Intervention de Marisol Touraine

Bien évidemment, le Gouvernement est défavorable à ces amendements.

Monsieur le président, permettez-moi de saisir cette occasion pour préciser le sens de la démarche qui est engagée. À entendre certains propos, on a le sentiment qu’une fois cette loi votée, les pharmaciens devraient transformer totalement leurs pratiques du jour au lendemain et vendre à l’unité l’ensemble des médicaments sans qu’aucune règle d’encadrement ne soit prévue.

Il s’agit, au contraire, de mettre en place une expérimentation sur une classe particulière de médicaments, les antibiotiques, car nous avons constaté qu’il y a, dans notre pays mais pas uniquement, un phénomène de résistance aux antibiotiques qui devient préoccupant et qui nous conduit à adopter des mécanismes de meilleure maîtrise.

Cette expérimentation sera lancée dans le cadre de règles extrêmement précises et il ne s’agit pas d’un dispositif qui tombe du ciel. Comme cela vient d’être rappelé, plusieurs pays européens ont d’ores et déjà des mécanismes de dispensation à l’unité et je rappelle qu’en France cette pratique existe en officine pour certains médicaments et dans les établissements de santé, en particulier les établissements médico-sociaux.

Bien entendu, nous devrons fixer des règles extrêmement strictes d’encadrement de ces expérimentations qui reposeront sur des pharmacies volontaires, dans des régions qui seront choisies au vu des observations que nous faisons de la résistance à l’antibiothérapie.

Je proposerai qu’une mission suive cette expérimentation sur des bases scientifiques et qu’une personnalité de l’INSERM en ait la responsabilité.

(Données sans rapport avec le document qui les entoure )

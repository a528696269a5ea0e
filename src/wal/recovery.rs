//! WAL Recovery
//!
//! Reads a WAL left behind by a previous run and reports which transactions
//! never reached their release record.

use std::collections::BTreeMap;
use std::path::Path;

use crate::error::Result;

use super::{Frame, Record, WalReader};

/// Handles WAL recovery after crash
pub struct WalRecovery;

/// A transaction that was open when the log was last written
#[derive(Debug, Clone, PartialEq, Eq)]
pub struct PendingTransaction {
    /// Transaction id (LSN of its intent)
    pub txn: u64,

    /// Update kind recorded with the intent
    pub name: String,

    /// Encoded update
    pub payload: Vec<u8>,

    /// Whether a commit record followed the intent
    pub committed: bool,
}

/// Result of a recovery operation
#[derive(Debug, Default, Clone, PartialEq, Eq)]
pub struct RecoveryResult {
    /// Number of entries successfully recovered
    pub entries_recovered: u64,

    /// Number of corrupted entries skipped
    pub entries_corrupted: u64,

    /// Last valid LSN
    pub last_lsn: u64,

    /// Whether a torn tail (partial write) was found at the end
    pub was_truncated: bool,

    /// Transactions without a release record
    pub pending: u64,
}

impl WalRecovery {
    /// Recover open transactions from a WAL file
    ///
    /// This will:
    /// 1. Read all valid entries
    /// 2. Skip corrupted entries (logged, counted)
    /// 3. Stop at a torn tail
    /// 4. Return the unreleased transactions in chronological order
    ///
    /// A missing file recovers to nothing.
    pub fn recover(path: &Path) -> Result<(Vec<PendingTransaction>, RecoveryResult)> {
        let mut result = RecoveryResult::default();
        if !path.exists() {
            return Ok((Vec::new(), result));
        }

        let mut open: BTreeMap<u64, PendingTransaction> = BTreeMap::new();
        let mut reader = WalReader::open(path)?;

        while let Some(frame) = reader.next_frame()? {
            match frame {
                Frame::Entry(entry) => {
                    result.entries_recovered += 1;
                    result.last_lsn = result.last_lsn.max(entry.lsn);
                    Self::apply(&mut open, entry.record);
                }
                Frame::Corrupt { offset, reason } => {
                    tracing::warn!("Skipping corrupt WAL entry at offset {}: {}", offset, reason);
                    result.entries_corrupted += 1;
                }
                Frame::TornTail { offset } => {
                    tracing::warn!("WAL has a torn tail at offset {}", offset);
                    result.was_truncated = true;
                }
            }
        }

        result.pending = open.len() as u64;
        Ok((open.into_values().collect(), result))
    }

    /// Verify integrity of a WAL file without interpreting transactions
    pub fn verify(path: &Path) -> Result<RecoveryResult> {
        Self::recover(path).map(|(_, result)| result)
    }

    fn apply(open: &mut BTreeMap<u64, PendingTransaction>, record: Record) {
        match record {
            Record::Intent { txn, name, payload } => {
                open.insert(
                    txn,
                    PendingTransaction {
                        txn,
                        name,
                        payload,
                        committed: false,
                    },
                );
            }
            Record::Commit { txn } => match open.get_mut(&txn) {
                Some(pending) => pending.committed = true,
                None => tracing::warn!("WAL commit for unknown transaction {}", txn),
            },
            Record::Release { txn } => {
                if open.remove(&txn).is_none() {
                    tracing::warn!("WAL release for unknown transaction {}", txn);
                }
            }
        }
    }
}
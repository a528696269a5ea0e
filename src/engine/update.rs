//! Update kinds
//!
//! Every change that touches an extent file and metadata is one `Update`,
//! run as one WAL transaction. Each variant knows three things:
//!
//! - `write`: the physical step on the extent file(s)
//! - `finish`: the post-state (slots + metadata). Also the roll-forward for a
//!   committed transaction found on restart.
//! - `revert`: the pre-state (extent + slots + metadata). Used for
//!   uncommitted transactions found on restart and for in-process failures.
//!
//! `finish` and `revert` are idempotent: recovery may run them over state
//! that is already partly or fully in the target shape.

use serde::{Deserialize, Serialize};

use crate::error::{Result, VaultError};
use crate::folder::{FolderRegistry, LockedFolder};
use crate::lock::{LockManager, SectorGuard};
use crate::meta::{Metadata, SectorRecord};
use crate::types::{FolderId, SectorId};

/// A slot in a folder
#[derive(Debug, Clone, Copy, PartialEq, Eq, Serialize, Deserialize)]
pub struct Slot {
    pub folder: FolderId,
    pub index: u64,
}

/// What an update needs besides its locks
pub(crate) struct Ctx<'a> {
    pub meta: &'a Metadata,
    pub sector_size: u64,
}

/// Locks held for the duration of one update
pub(crate) struct Resources<'a> {
    pub folders: Vec<LockedFolder>,
    pub sector: Option<SectorGuard<'a>>,
}

impl Resources<'_> {
    fn folder(&mut self, id: FolderId) -> Result<&mut LockedFolder> {
        self.folders
            .iter_mut()
            .find(|f| f.id() == id)
            .ok_or_else(|| VaultError::InvalidArgument(format!("folder {} is not locked", id)))
    }

    fn persist_folder(&mut self, ctx: &Ctx<'_>, id: FolderId) -> Result<()> {
        let record = self.folder(id)?.record();
        ctx.meta.put_folder(&record)
    }
}

/// The closed set of recoverable updates
#[derive(Debug, Clone, PartialEq, Eq, Serialize, Deserialize)]
pub enum Update {
    /// Store new content in a free slot
    AddSector {
        id: SectorId,
        folder: FolderId,
        index: u64,
    },

    /// Drop the last reference to a sector and free its slot
    DeleteSector {
        id: SectorId,
        folder: FolderId,
        index: u64,
    },

    /// Relocate a sector while evacuating a shrinking or deleted folder
    MoveSector {
        id: SectorId,
        count: u32,
        from: Slot,
        to: Slot,
    },

    /// Grow a folder's capacity
    ExpandFolder { folder: FolderId, from: u64, to: u64 },

    /// Reduce a folder's capacity; slots past `to` must already be empty
    ShrinkFolder { folder: FolderId, from: u64, to: u64 },
}

impl Update {
    pub fn name(&self) -> &'static str {
        match self {
            Update::AddSector { .. } => "add-sector",
            Update::DeleteSector { .. } => "delete-sector",
            Update::MoveSector { .. } => "move-sector",
            Update::ExpandFolder { .. } => "expand-folder",
            Update::ShrinkFolder { .. } => "shrink-folder",
        }
    }

    pub fn encode(&self) -> Result<Vec<u8>> {
        Ok(bincode::serialize(self)?)
    }

    /// Decode a WAL payload, checking it against the logged kind
    pub fn decode(name: &str, payload: &[u8]) -> Result<Self> {
        let update: Update = bincode::deserialize(payload)
            .map_err(|e| VaultError::Corrupt(format!("undecodable {} update: {}", name, e)))?;
        if update.name() != name {
            return Err(VaultError::Corrupt(format!(
                "WAL intent named {} holds a {} update",
                name,
                update.name()
            )));
        }
        Ok(update)
    }

    /// Folders touched, ascending (the order they are locked in)
    pub fn folders(&self) -> Vec<FolderId> {
        let mut ids = match self {
            Update::AddSector { folder, .. }
            | Update::DeleteSector { folder, .. }
            | Update::ExpandFolder { folder, .. }
            | Update::ShrinkFolder { folder, .. } => vec![*folder],
            Update::MoveSector { from, to, .. } => vec![from.folder, to.folder],
        };
        ids.sort_unstable();
        ids.dedup();
        ids
    }

    pub fn sector(&self) -> Option<SectorId> {
        match self {
            Update::AddSector { id, .. }
            | Update::DeleteSector { id, .. }
            | Update::MoveSector { id, .. } => Some(*id),
            Update::ExpandFolder { .. } | Update::ShrinkFolder { .. } => None,
        }
    }

    /// Acquire the locks this update's original operation held, in
    /// hierarchy order: folders (ascending id), then the sector
    pub(crate) fn lock<'a>(
        &self,
        registry: &FolderRegistry,
        locks: &'a LockManager,
    ) -> Result<Resources<'a>> {
        let mut folders = Vec::new();
        for id in self.folders() {
            let folder = registry
                .get(id)
                .ok_or_else(|| VaultError::NotFound(format!("folder {}", id)))?;
            let state = folder.lock();
            folders.push(LockedFolder { folder, state });
        }
        let sector = self.sector().map(|id| locks.lock_sector(&id));
        Ok(Resources { folders, sector })
    }

    // =========================================================================
    // Protocol Steps
    // =========================================================================

    /// In-memory reservation made before the intent is logged
    pub(crate) fn reserve(&self, res: &mut Resources<'_>) -> Result<()> {
        let slot = match self {
            Update::AddSector { folder, index, .. } => Slot {
                folder: *folder,
                index: *index,
            },
            Update::MoveSector { to, .. } => *to,
            _ => return Ok(()),
        };
        if !res.folder(slot.folder)?.state.slots.mark_used(slot.index) {
            return Err(VaultError::Corrupt(format!(
                "slot {} of folder {} is already in use",
                slot.index, slot.folder
            )));
        }
        Ok(())
    }

    /// Physical step
    pub(crate) fn write(
        &self,
        ctx: &Ctx<'_>,
        res: &mut Resources<'_>,
        data: Option<&[u8]>,
    ) -> Result<()> {
        match self {
            Update::AddSector { folder, index, .. } => {
                let data = data.ok_or_else(|| {
                    VaultError::InvalidArgument("add-sector needs sector data".to_string())
                })?;
                res.folder(*folder)?.folder.write_slot(*index, data)
            }
            Update::DeleteSector { .. } => Ok(()),
            Update::MoveSector { from, to, .. } => {
                let bytes = res
                    .folder(from.folder)?
                    .folder
                    .read_slot(from.index, ctx.sector_size)?;
                res.folder(to.folder)?.folder.write_slot(to.index, &bytes)
            }
            Update::ExpandFolder { folder, to, .. } | Update::ShrinkFolder { folder, to, .. } => res
                .folder(*folder)?
                .folder
                .set_extent_len(*to, ctx.sector_size),
        }
    }

    /// Bring slots and metadata to the post-update state
    pub(crate) fn finish(&self, ctx: &Ctx<'_>, res: &mut Resources<'_>) -> Result<()> {
        match self {
            Update::AddSector { id, folder, index } => {
                res.folder(*folder)?.state.slots.mark_used(*index);
                match ctx.meta.sector(id)? {
                    // Already finished once; later reference bumps must survive
                    Some(r) if r.folder == *folder && r.index == *index => {}
                    Some(r) => {
                        return Err(VaultError::Corrupt(format!(
                            "sector {} recorded at folder {} slot {} while adding to folder {} slot {}",
                            id, r.folder, r.index, folder, index
                        )))
                    }
                    None => ctx.meta.put_sector(
                        id,
                        &SectorRecord {
                            folder: *folder,
                            index: *index,
                            count: 1,
                        },
                    )?,
                }
                res.persist_folder(ctx, *folder)
            }
            Update::DeleteSector { id, folder, index } => {
                if let Some(r) = ctx.meta.sector(id)? {
                    if r.folder == *folder && r.index == *index {
                        ctx.meta.delete_sector(id)?;
                    }
                }
                res.folder(*folder)?.state.slots.mark_free(*index);
                res.persist_folder(ctx, *folder)
            }
            Update::MoveSector {
                id,
                count,
                from,
                to,
            } => {
                let count = ctx.meta.sector(id)?.map(|r| r.count).unwrap_or(*count);
                ctx.meta.put_sector(
                    id,
                    &SectorRecord {
                        folder: to.folder,
                        index: to.index,
                        count,
                    },
                )?;
                res.folder(to.folder)?.state.slots.mark_used(to.index);
                res.folder(from.folder)?.state.slots.mark_free(from.index);
                res.persist_folder(ctx, from.folder)?;
                res.persist_folder(ctx, to.folder)
            }
            Update::ExpandFolder { folder, to, .. } => {
                let locked = res.folder(*folder)?;
                locked.folder.set_extent_len(*to, ctx.sector_size)?;
                resize_slots(locked, *to)?;
                res.persist_folder(ctx, *folder)
            }
            Update::ShrinkFolder { folder, to, .. } => {
                let locked = res.folder(*folder)?;
                resize_slots(locked, *to)?;
                locked.folder.set_extent_len(*to, ctx.sector_size)?;
                res.persist_folder(ctx, *folder)
            }
        }
    }

    /// Bring extent, slots and metadata back to the pre-update state
    pub(crate) fn revert(&self, ctx: &Ctx<'_>, res: &mut Resources<'_>) -> Result<()> {
        match self {
            Update::AddSector { id, folder, index } => {
                if let Some(r) = ctx.meta.sector(id)? {
                    if r.folder == *folder && r.index == *index {
                        ctx.meta.delete_sector(id)?;
                    }
                }
                res.folder(*folder)?.state.slots.mark_free(*index);
                res.persist_folder(ctx, *folder)
            }
            Update::DeleteSector { id, folder, index } => {
                if ctx.meta.sector(id)?.is_none() {
                    ctx.meta.put_sector(
                        id,
                        &SectorRecord {
                            folder: *folder,
                            index: *index,
                            count: 1,
                        },
                    )?;
                }
                res.folder(*folder)?.state.slots.mark_used(*index);
                res.persist_folder(ctx, *folder)
            }
            Update::MoveSector {
                id,
                count,
                from,
                to,
            } => {
                let count = ctx.meta.sector(id)?.map(|r| r.count).unwrap_or(*count);
                ctx.meta.put_sector(
                    id,
                    &SectorRecord {
                        folder: from.folder,
                        index: from.index,
                        count,
                    },
                )?;
                res.folder(to.folder)?.state.slots.mark_free(to.index);
                res.folder(from.folder)?.state.slots.mark_used(from.index);
                res.persist_folder(ctx, from.folder)?;
                res.persist_folder(ctx, to.folder)
            }
            Update::ExpandFolder { folder, from, .. } | Update::ShrinkFolder { folder, from, .. } => {
                let locked = res.folder(*folder)?;
                resize_slots(locked, *from)?;
                locked.folder.set_extent_len(*from, ctx.sector_size)?;
                res.persist_folder(ctx, *folder)
            }
        }
    }
}

/// Resize a folder's slot index; an occupied slot past the new end means
/// evacuation was skipped, which must never be papered over
fn resize_slots(locked: &mut LockedFolder, capacity: u64) -> Result<()> {
    let id = locked.id();
    locked.state.slots.resize(capacity).map_err(|index| {
        VaultError::Corrupt(format!(
            "folder {} still stores a sector at slot {} beyond capacity {}",
            id, index, capacity
        ))
    })
}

Nous aurons là toutes les garanties nécessaires.

Bien évidemment, la traçabilité des médicaments fera l’objet d’une attention toute particulière. Nous pourrons nous inspirer, ou non, de ce qui se fait à l’étranger puisque ce dispositif existe dans des pays extrêmement différents. On observe qu’à l’étranger des contenants spécifiques ont été retenus, que des règles de traçabilité peuvent être proposées, par exemple l’enregistrement sur l’ordonnancier de certaines mesures, ou encore des règles d’étiquetage particulières. La traçabilité dans le dossier pharmaceutique peut être encouragée et une notice peut être proposée au patient, y compris pour la délivrance d’un seul comprimé. Je vous ouvre là des pistes qui découlent de ce que nous constatons à l’étranger. Il appartiendra à la mission de déterminer quelles sont les bonnes pratiques à proposer.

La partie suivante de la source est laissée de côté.